- Hpayargyi Location in Myanmar
- Coordinates: 17°28′31″N 96°31′36″E﻿ / ﻿17.47538°N 96.52654°E
- Country: Myanmar
- Region: Bago Region
- District: Bago District
- Township: Bago Township
- Village tract: Hpayargyi village tract
- Elevated from village: 23 May 2013

Area
- • Total: 7.04 sq mi (18.2 km^{2})

Population (2019)
- • Total: 19,552
- • Density: 2,780/sq mi (1,070/km^{2})
- Time zone: UTC+6.30 (MMT)

= Payagyi =

Payagyi (ဘုရားကြီး; also spelt Hpayargyi or Hpayagyi) is a town in Bago Township, Bago Region, Myanmar that was elevated from village status in 2013. The four villages the Hpayargyi village tract- Hpayagyi, Shansu, Taungpeteekone and Natkin- were consolidated into three urban wards of the newly created town of Payagyi by the Ministry of Home Affairs.

The town is located roughly 10 miles northeast of Bago via the Yangon-Mandalay Highway.

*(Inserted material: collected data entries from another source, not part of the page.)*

use anyhow::Result;
use serde::{Deserialize, Serialize};
use std::path::{Path, PathBuf};

#[derive(Debug, Clone, Serialize, Deserialize)]
pub struct Config {
    #[serde(default = "default_db_path")]
    pub db_path: PathBuf,

    #[serde(default)]
    pub llm: LlmConfig,

    #[serde(default)]
    pub commands: CommandConfig,
}

#[derive(Debug, Clone, Copy, Serialize, Deserialize, Default, PartialEq, Eq)]
#[serde(rename_all = "lowercase")]
pub enum LlmProviderType {
    #[default]
    LmStudio,
    OpenAI,
    Anthropic,
    Ollama,
}

#[derive(Debug, Clone, Serialize, Deserialize)]
pub struct LlmConfig {
    #[serde(default)]
    pub provider: LlmProviderType,

    #[serde(default = "default_llm_endpoint")]
    pub endpoint: String,

    #[serde(default = "default_llm_model")]
    pub model: String,

    #[serde(default)]
    pub api_key: Option<String>,

    /// Low temperature biases the model toward short, deterministic output.
    #[serde(default = "default_temperature")]
    pub temperature: f32,

    #[serde(default = "default_max_tokens")]
    pub max_tokens: u32,

    /// Request timeout in seconds. Expiry is treated as a classification
    /// failure, never as a fatal pipeline error.
    #[serde(default = "default_timeout_secs")]
    pub timeout_secs: u64,
}

impl Default for LlmConfig {
    fn default() -> Self {
        Self {
            provider: LlmProviderType::default(),
            endpoint: default_llm_endpoint(),
            model: default_llm_model(),
            api_key: None,
            temperature: default_temperature(),
            max_tokens: default_max_tokens(),
            timeout_secs: default_timeout_secs(),
        }
    }
}

#[derive(Debug, Clone, Serialize, Deserialize)]
pub struct CommandConfig {
    /// Default page size for command history listings.
    #[serde(default = "default_history_limit")]
    pub history_limit: u32,

    /// Maximum results the vector lookup may return for one query.
    #[serde(default = "default_search_limit")]
    pub search_limit: u32,
}

impl Default for CommandConfig {
    fn default() -> Self {
        Self {
            history_limit: default_history_limit(),
            search_limit: default_search_limit(),
        }
    }
}

fn default_db_path() -> PathBuf {
    dirs::data_dir()
        .unwrap_or_else(|| PathBuf::from("."))
        .join("picshelf")
        .join("picshelf.db")
}

fn default_llm_endpoint() -> String {
    "http://127.0.0.1:1234/v1".to_string()
}

fn default_llm_model() -> String {
    "gemma-3-4b".to_string()
}

fn default_temperature() -> f32 {
    0.3
}

fn default_max_tokens() -> u32 {
    500
}

fn default_timeout_secs() -> u64 {
    30
}

fn default_history_limit() -> u32 {
    20
}

fn default_search_limit() -> u32 {
    10
}

impl Default for Config {
    fn default() -> Self {
        Self {
            db_path: default_db_path(),
            llm: LlmConfig::default(),
            commands: CommandConfig::default(),
        }
    }
}

impl Config {
    pub fn load() -> Result<Self> {
        let config_path = Self::config_path();

        if config_path.exists() {
            Self::load_from(&config_path)
        } else {
            // Create default config
            let config = Config::default();
            config.save()?;
            Ok(config)
        }
    }

    pub fn load_from(path: &Path) -> Result<Self> {
        let content = std::fs::read_to_string(path)?;
        let config: Config = toml::from_str(&content)?;
        Ok(config)
    }

    pub fn save(&self) -> Result<()> {
        let config_path = Self::config_path();

        // Ensure parent directory exists
        if let Some(parent) = config_path.parent() {
            std::fs::create_dir_all(parent)?;
        }

        let content = toml::to_string_pretty(self)?;
        std::fs::write(&config_path, content)?;

        Ok(())
    }

    pub fn config_dir() -> PathBuf {
        dirs::config_dir()
            .unwrap_or_else(|| PathBuf::from("."))
            .join("picshelf")
    }

    fn config_path() -> PathBuf {
        Self::config_dir().join("config.toml")
    }
}

#[cfg(test)]
mod tests {
    use super::*;

    #[test]
    fn defaults_match_classifier_contract() {
        let config = LlmConfig::default();
        assert!((config.temperature - 0.3).abs() < f32::EPSILON);
        assert_eq!(config.max_tokens, 500);
        assert!(config.timeout_secs > 0);
    }

    #[test]
    fn partial_config_fills_in_defaults() {
        let config: Config = toml::from_str(
            r#"
            [llm]
            provider = "ollama"
            model = "llama3"
            "#,
        )
        .unwrap();

        assert_eq!(config.llm.provider, LlmProviderType::Ollama);
        assert_eq!(config.llm.model, "llama3");
        assert_eq!(config.llm.endpoint, default_llm_endpoint());
        assert_eq!(config.commands.history_limit, 20);
    }
}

Payagyi is also the ending point of National Highway 1 and serves as a junction along the Asian Highway Network between AH1's main route and its spur going to Yangon.

In 2014, the 2014 Myanmar Census counted 16,805 people in the three urban wards of Payagyi. In 2018 the General Administration Department estimated the population at 17,521 people, increasing to 19,551 people in 2019.